Что бы ни совершил мой покровитель при жизни, теперь я жалел его. Жалеть другого всегда лучше, чем себя.
Я погоревал об отце – о том, что он погиб в расцвете сил, и о том, что мы так мало успели сказать друг другу… Хотя такая смерть, с мечом в руке, была для него наиболее желанной. Я всегда это знал.
Потом я задумался о том, куда теперь плыву – и стоит ли мне искать защиты у Критобула. Что успела ему рассказать о нас Поликсена?.. Ведь я так и не написал ей, ни разу: возможно, моя невеста сочла, что я ее забыл!.. Разве мало на свете вероломных мужчин и беспамятных мальчишек? А может, отец уже обещал ее другому, - а она промолчала, уверившись, что я не приеду?
А что теперь творится в Египте? Исидор рассказывал мне о “волнениях на севере”: может быть, эта страна после смерти Дария опять охвачена войной, только вести до нас еще не дошли!
Потом я приказал себе прекратить тревожиться: я ничего не мог изменить, так что лучше всего было глядеть вперед со спокойствием и твердостью. В таком настроении я и сошел на берег Крита.
Я направился к дому Критобула, всецело положившись на удачу.
========== Глава 18 ==========
Я шел по выжженной солнцем дороге, по которой мы когда-то гуляли с Поликсеной: с каждым шагом ноги мои все больше наливались свинцом. Я навьючил на себя все свое имущество - но тащил на своих плечах много больше: всю тяжесть пережитого мною и взведенных на меня обвинений…
Наконец я завидел впереди знакомый беленый дом, к которому вела тропинка между терновых кустов. Я остановился… меня охватило прежнее волнение при мысли о Поликсене и ее отце. Но сильнее всего я жаждал пристанища и отдыха. Я направился по дорожке к жилищу критянина.
Дом Критобула был обнесен оградой только сзади, со стороны двора, - и невысокий плетень отделял садик, где хозяйки выращивали розы. Неудивительно, что такая видимая бедность отваживала женихов, вдруг пришло мне в голову: возможно, персидская кровь Поликсены не имела такого значения, какое ей представлялось. Ведь женихи в первую очередь глядят на приданое, а потом уже на невесту!

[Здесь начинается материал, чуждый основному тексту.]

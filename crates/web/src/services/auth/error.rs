//! Authentication error types.

use thiserror::Error;

use crate::db::RepositoryError;

/// Errors that can occur during authentication operations.
#[derive(Debug, Error)]
pub enum AuthError {
    /// Invalid email format.
    #[error("invalid email: {0}")]
    InvalidEmail(#[from] klyp_core::EmailError),

    /// Unknown email or wrong password. The two are never told apart.
    #[error("Invalid credentials")]
    InvalidCredentials,

    /// Admin user not found.
    #[error("admin user not found")]
    UserNotFound,

    /// Admin user already exists.
    #[error("admin user already exists")]
    UserAlreadyExists,

    /// Password too weak or invalid.
    #[error("password validation failed: {0}")]
    WeakPassword(String),

    /// Repository/database error.
    #[error("database error: {0}")]
    Repository(RepositoryError),

    /// Password hashing error.
    #[error("password hashing error")]
    PasswordHash,
}

impl From<RepositoryError> for AuthError {
    fn from(e: RepositoryError) -> Self {
        match e {
            RepositoryError::NotFound => Self::UserNotFound,
            RepositoryError::Conflict(_) => Self::UserAlreadyExists,
            other => Self::Repository(other),
        }
    }
}
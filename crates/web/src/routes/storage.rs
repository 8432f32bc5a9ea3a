//! Signed upload target.
//!
//! The console receives a signed URL from `/api/get-upload-url` and PUTs the
//! file body here. The signature binds bucket, path, and expiry, and each
//! token is accepted once.

use axum::{
    body::{Body, to_bytes},
    extract::{Path, Query, State},
    http::StatusCode,
};
use serde::Deserialize;
use tracing::instrument;

use crate::error::ApiError;
use crate::services::StorageError;
use crate::state::AppState;

/// Query parameters of a signed upload URL.
#[derive(Debug, Deserialize)]
pub struct UploadQuery {
    pub token: String,
    pub expires: i64,
}

/// Accept an upload for a signed URL.
///
/// PUT /storage/upload/{bucket}/{*path}?token=...&expires=...
///
/// # Errors
///
/// Returns 400 for a bad target or a tampered, expired, or reused token, 413
/// for an oversized body, and 500 if the file cannot be written.
#[instrument(skip(state, query, body))]
pub async fn upload(
    State(state): State<AppState>,
    Path((bucket, path)): Path<(String, String)>,
    Query(query): Query<UploadQuery>,
    body: Body,
) -> Result<StatusCode, ApiError> {
    let storage = state.storage();
    storage
        .authorize_upload(&bucket, &path, &query.token, query.expires)
        .await?;

    let limit = usize::try_from(storage.max_upload_bytes()).unwrap_or(usize::MAX);
    let bytes = to_bytes(body, limit).await.map_err(|e| {
        tracing::warn!(error = %e, "Upload body rejected");
        StorageError::TooLarge {
            max: storage.max_upload_bytes(),
        }
    })?;

    storage.store(&bucket, &path, &bytes).await?;
    Ok(StatusCode::OK)
}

Эта мысль меня приободрила. Я немного постоял перед крепкой сосновой дверью, представляя себе, какая меня может ждать встреча, - потом занес руку и постучал.
Некоторое время ответа не было. Потом с той стороны послышались легкие шаги, и женский голос глухо спросил:
- Кто там?
Кажется, это была сама госпожа! Я поспешно ответил:
- Я, Питфей, - сын Никострата и Эльпиды! Я был вашим гостем два года тому назад, госпожа!
Несколько мгновений в прихожей царило молчание; потом там кто-то заскребся, и тяжелый засов отодвинулся. За ним - второй. Эту дверь было бы нелегко вышибить, случись что.